(Stored items)
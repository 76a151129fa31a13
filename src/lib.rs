//! Table Rain - a falling-drop multiplication drill
//!
//! Core modules:
//! - `sim`: Simulation core (drop factory, motion step, session transitions)
//! - `session`: Stateful controller that owns the timers and routes effects
//! - `timers`: Motion/spawn/clock tick sources
//! - `persistence`: Key-value storage backends
//! - `prefs`: Best score and sound preference, read/written through `persistence`
//! - `audio`: Sound effect sinks
//! - `autoplay`: Scripted player for demos and soak tests
//! - `platform`: Browser bindings

pub mod audio;
pub mod autoplay;
pub mod persistence;
pub mod platform;
pub mod prefs;
pub mod session;
pub mod sim;
pub mod timers;

pub use audio::{AudioSink, LogAudio, SoundEffect};
pub use persistence::{MemoryStorage, Storage, StorageError};
pub use prefs::Preferences;
pub use session::{Command, Session};
pub use sim::{Difficulty, DifficultyProfile, GameEvent, Raindrop, Screen, SessionState};

/// Game configuration constants
pub mod consts {
    /// Play-field dimensions (pixels)
    pub const FIELD_WIDTH: f32 = 1200.0;
    pub const FIELD_HEIGHT: f32 = 800.0;
    /// Height of the answer panel at the bottom of the field
    pub const INPUT_PANEL_HEIGHT: f32 = 220.0;

    /// Drop diameter; also the spawn offset above the field and the side margin
    pub const DROP_SIZE: f32 = 80.0;

    /// Lives at session start
    pub const INITIAL_LIVES: u8 = 3;
    /// Points per correct answer
    pub const POINTS_PER_CORRECT: u64 = 10;
    /// Maximum digits in the answer buffer
    pub const MAX_INPUT_DIGITS: usize = 2;

    /// Second-counter period (seconds)
    pub const CLOCK_PERIOD: f32 = 1.0;
    /// Max interval ticks fired per frame; the rest of the backlog is dropped
    pub const MAX_CATCHUP_TICKS: u32 = 8;

    /// Multiplicands selectable in fixed-table mode
    pub const FIXED_TABLES: [u32; 8] = [2, 3, 4, 5, 6, 7, 8, 9];
}
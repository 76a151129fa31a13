//! Table Rain entry point
//!
//! Native builds run a headless demo: the autoplayer plays one session at a
//! fixed 60 Hz frame rate and the result is printed. The browser build's entry
//! point lives in `platform::web`.

#[cfg(not(target_arch = "wasm32"))]
mod native {
    use table_rain::autoplay::Autoplayer;
    use table_rain::persistence::FileStorage;
    use table_rain::{Difficulty, GameEvent, LogAudio, Screen, Session};

    const FRAME_DT: f32 = 1.0 / 60.0;
    const DEFAULT_SAVE: &str = "table-rain-save.json";

    /// Demo options from positional args: `[difficulty|table:N] [seconds] [seed]`
    struct Options {
        difficulty: Difficulty,
        table: Option<u32>,
        seconds: u32,
        seed: u64,
    }

    impl Options {
        fn from_args() -> Self {
            let args: Vec<String> = std::env::args().skip(1).collect();
            let mode = args.first().map(String::as_str);
            let (difficulty, table) = match (mode, mode.and_then(|m| m.strip_prefix("table:"))) {
                (_, Some(raw)) => {
                    let table = raw
                        .parse::<u32>()
                        .ok()
                        .filter(|t| table_rain::consts::FIXED_TABLES.contains(t));
                    if table.is_none() {
                        log::warn!("Table must be 2-9, practising mixed tables instead");
                    }
                    (Difficulty::Custom, table)
                }
                (Some(name), None) => (
                    Difficulty::from_str(name).unwrap_or_else(|| {
                        log::warn!("Unknown difficulty {:?}, using normal", name);
                        Difficulty::Normal
                    }),
                    None,
                ),
                (None, _) => (Difficulty::Normal, None),
            };
            let seconds = args.get(1).and_then(|s| s.parse().ok()).unwrap_or(120);
            let seed = args.get(2).and_then(|s| s.parse().ok()).unwrap_or_else(rand::random);
            Self {
                difficulty,
                table,
                seconds,
                seed,
            }
        }
    }

    pub fn run() {
        env_logger::init();
        let options = Options::from_args();
        let save = std::env::var("TABLE_RAIN_SAVE").unwrap_or_else(|_| DEFAULT_SAVE.to_string());
        log::info!(
            "Table Rain (native) demo: {} table {:?}, {} s, seed {}, save {}",
            options.difficulty.as_str(),
            options.table,
            options.seconds,
            options.seed,
            save
        );

        let mut session = Session::new(FileStorage::new(save), LogAudio, options.seed);
        let mut player = Autoplayer::new(options.seed ^ 0x5eed, 20, 0.15);
        session.start(options.difficulty, options.table);

        let max_frames = options.seconds * 60;
        let mut frames = 0;
        while frames < max_frames && session.snapshot().screen == Screen::Playing {
            if let Some(command) = player.next_command(session.snapshot()) {
                session.dispatch(command);
            }
            for event in session.frame(FRAME_DT) {
                if let GameEvent::LifeLost { count } = event {
                    log::info!("Missed {} drop(s), {} lives left", count, session.snapshot().lives);
                }
            }
            frames += 1;
        }

        let state = session.snapshot();
        println!("\nTable Rain - {}", options.difficulty.as_str());
        println!("  time      {}", state.clock_label());
        println!("  score     {}", state.score);
        println!("  best      {}", state.best_score);
        println!(
            "  answered  {} / {} ({}%)",
            state.correct_answers,
            state.total_questions,
            state.accuracy_percent()
        );
        println!("  lives     {}", state.lives);
        if state.is_new_best() {
            println!("  new record!");
        }
    }
}

#[cfg(not(target_arch = "wasm32"))]
fn main() {
    native::run();
}

#[cfg(target_arch = "wasm32")]
fn main() {
    // WASM entry point is platform::web::wasm_start
}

§ Exercise prompt: Both end lines included, restate word for word the lines above from the line with "let mut player" to the line with "if let Some(command)", and nothing else.

§ Solution to this exercise:
        let mut player = Autoplayer::new(options.seed ^ 0x5eed, 20, 0.15);
        session.start(options.difficulty, options.table);

        let max_frames = options.seconds * 60;
        let mut frames = 0;
        while frames < max_frames && session.snapshot().screen == Screen::Playing {
            if let Some(command) = player.next_command(session.snapshot()) {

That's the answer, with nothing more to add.